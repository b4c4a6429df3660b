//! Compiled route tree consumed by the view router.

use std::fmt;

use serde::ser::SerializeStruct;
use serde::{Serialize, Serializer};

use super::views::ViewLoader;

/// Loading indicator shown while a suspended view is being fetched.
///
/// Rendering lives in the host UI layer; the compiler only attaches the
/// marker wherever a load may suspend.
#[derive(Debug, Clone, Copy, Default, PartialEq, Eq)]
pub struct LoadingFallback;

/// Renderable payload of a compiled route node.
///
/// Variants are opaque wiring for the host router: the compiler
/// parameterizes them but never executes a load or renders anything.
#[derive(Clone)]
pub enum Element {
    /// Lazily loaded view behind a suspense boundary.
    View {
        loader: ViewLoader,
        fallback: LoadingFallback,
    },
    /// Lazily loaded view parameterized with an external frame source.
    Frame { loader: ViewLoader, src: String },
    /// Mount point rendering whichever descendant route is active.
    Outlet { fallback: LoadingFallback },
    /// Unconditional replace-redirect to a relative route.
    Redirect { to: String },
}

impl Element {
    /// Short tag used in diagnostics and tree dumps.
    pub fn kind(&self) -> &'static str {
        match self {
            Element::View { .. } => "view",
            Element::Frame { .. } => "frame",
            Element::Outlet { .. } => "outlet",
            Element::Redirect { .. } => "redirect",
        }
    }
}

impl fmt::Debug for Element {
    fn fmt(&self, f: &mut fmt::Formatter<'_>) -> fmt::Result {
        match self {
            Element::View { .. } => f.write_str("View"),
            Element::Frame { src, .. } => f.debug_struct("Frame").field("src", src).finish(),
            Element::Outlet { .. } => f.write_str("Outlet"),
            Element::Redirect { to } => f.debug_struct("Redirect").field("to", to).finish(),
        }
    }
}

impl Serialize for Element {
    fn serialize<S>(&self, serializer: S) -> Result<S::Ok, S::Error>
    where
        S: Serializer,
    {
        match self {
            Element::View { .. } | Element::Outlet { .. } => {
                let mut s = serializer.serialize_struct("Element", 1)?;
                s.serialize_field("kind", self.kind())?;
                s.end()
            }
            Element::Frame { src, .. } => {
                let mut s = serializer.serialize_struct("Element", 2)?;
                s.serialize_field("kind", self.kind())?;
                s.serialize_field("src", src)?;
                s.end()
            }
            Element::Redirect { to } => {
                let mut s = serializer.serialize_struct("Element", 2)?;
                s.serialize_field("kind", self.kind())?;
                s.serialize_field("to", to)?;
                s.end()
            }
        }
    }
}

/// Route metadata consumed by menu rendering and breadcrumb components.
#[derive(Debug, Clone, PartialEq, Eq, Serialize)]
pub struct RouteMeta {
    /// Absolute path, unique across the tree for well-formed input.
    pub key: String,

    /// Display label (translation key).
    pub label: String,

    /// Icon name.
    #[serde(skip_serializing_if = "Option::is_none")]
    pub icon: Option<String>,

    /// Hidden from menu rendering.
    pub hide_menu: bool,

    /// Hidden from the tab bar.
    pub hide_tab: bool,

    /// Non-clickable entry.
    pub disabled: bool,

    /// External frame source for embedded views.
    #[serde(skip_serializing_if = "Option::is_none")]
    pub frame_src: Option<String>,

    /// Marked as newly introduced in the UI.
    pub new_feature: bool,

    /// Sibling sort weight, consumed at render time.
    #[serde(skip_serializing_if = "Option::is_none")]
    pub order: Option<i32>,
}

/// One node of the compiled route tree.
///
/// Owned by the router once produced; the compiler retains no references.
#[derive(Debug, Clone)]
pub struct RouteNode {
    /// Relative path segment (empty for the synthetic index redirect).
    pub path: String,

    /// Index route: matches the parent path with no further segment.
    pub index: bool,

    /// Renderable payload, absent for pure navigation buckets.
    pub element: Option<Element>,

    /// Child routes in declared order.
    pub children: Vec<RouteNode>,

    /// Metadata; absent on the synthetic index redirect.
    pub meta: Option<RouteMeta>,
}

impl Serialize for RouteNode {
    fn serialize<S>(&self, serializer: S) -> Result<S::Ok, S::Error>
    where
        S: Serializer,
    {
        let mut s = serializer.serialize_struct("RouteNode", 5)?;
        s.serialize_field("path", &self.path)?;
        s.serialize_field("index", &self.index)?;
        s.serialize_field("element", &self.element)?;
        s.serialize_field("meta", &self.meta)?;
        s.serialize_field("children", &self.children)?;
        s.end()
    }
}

....

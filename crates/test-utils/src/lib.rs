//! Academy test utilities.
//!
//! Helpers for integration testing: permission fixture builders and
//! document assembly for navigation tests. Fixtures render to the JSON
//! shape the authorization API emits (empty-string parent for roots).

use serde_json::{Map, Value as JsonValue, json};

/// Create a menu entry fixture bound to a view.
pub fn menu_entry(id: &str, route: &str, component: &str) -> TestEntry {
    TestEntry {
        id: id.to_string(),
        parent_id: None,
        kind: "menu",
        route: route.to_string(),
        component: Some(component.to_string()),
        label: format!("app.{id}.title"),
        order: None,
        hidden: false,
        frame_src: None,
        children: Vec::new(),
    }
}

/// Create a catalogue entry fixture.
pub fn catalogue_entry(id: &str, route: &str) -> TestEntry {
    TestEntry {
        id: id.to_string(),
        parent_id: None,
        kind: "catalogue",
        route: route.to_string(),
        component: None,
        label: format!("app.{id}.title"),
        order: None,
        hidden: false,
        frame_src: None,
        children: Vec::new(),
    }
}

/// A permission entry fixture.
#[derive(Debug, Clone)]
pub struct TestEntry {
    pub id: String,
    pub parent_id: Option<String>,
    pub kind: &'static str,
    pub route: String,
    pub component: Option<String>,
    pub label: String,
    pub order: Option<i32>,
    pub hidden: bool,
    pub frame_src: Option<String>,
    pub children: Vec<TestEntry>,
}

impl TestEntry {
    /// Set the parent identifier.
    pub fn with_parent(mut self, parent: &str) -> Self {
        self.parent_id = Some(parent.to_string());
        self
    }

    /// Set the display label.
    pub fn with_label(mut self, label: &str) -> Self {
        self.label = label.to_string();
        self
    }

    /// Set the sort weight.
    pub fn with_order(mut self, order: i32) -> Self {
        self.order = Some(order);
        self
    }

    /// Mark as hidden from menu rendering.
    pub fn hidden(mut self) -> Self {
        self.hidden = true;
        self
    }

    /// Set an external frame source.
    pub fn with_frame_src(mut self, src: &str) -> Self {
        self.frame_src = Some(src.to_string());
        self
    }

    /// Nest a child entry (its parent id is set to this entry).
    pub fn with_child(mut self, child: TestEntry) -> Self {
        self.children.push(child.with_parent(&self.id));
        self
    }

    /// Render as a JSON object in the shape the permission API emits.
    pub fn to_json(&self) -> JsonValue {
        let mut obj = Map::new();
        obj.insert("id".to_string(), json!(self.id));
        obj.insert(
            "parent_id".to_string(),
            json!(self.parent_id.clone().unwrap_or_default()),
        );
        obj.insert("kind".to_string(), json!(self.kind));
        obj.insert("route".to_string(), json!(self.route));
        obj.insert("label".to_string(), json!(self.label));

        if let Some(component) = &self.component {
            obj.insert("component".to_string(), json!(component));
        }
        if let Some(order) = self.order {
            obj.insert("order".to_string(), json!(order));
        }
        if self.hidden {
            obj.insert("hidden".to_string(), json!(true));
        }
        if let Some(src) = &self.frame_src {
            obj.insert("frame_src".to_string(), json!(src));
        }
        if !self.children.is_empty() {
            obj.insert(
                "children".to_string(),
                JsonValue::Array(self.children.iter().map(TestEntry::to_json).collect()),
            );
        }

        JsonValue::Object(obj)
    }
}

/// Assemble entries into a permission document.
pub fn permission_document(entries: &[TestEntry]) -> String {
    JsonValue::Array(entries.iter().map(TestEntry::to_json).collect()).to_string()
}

....

Please filter the entries above down to the lines holding "collect" and copy them.

**Exercise result:**
                JsonValue::Array(self.children.iter().map(TestEntry::to_json).collect()),
    JsonValue::Array(entries.iter().map(TestEntry::to_json).collect()).to_string()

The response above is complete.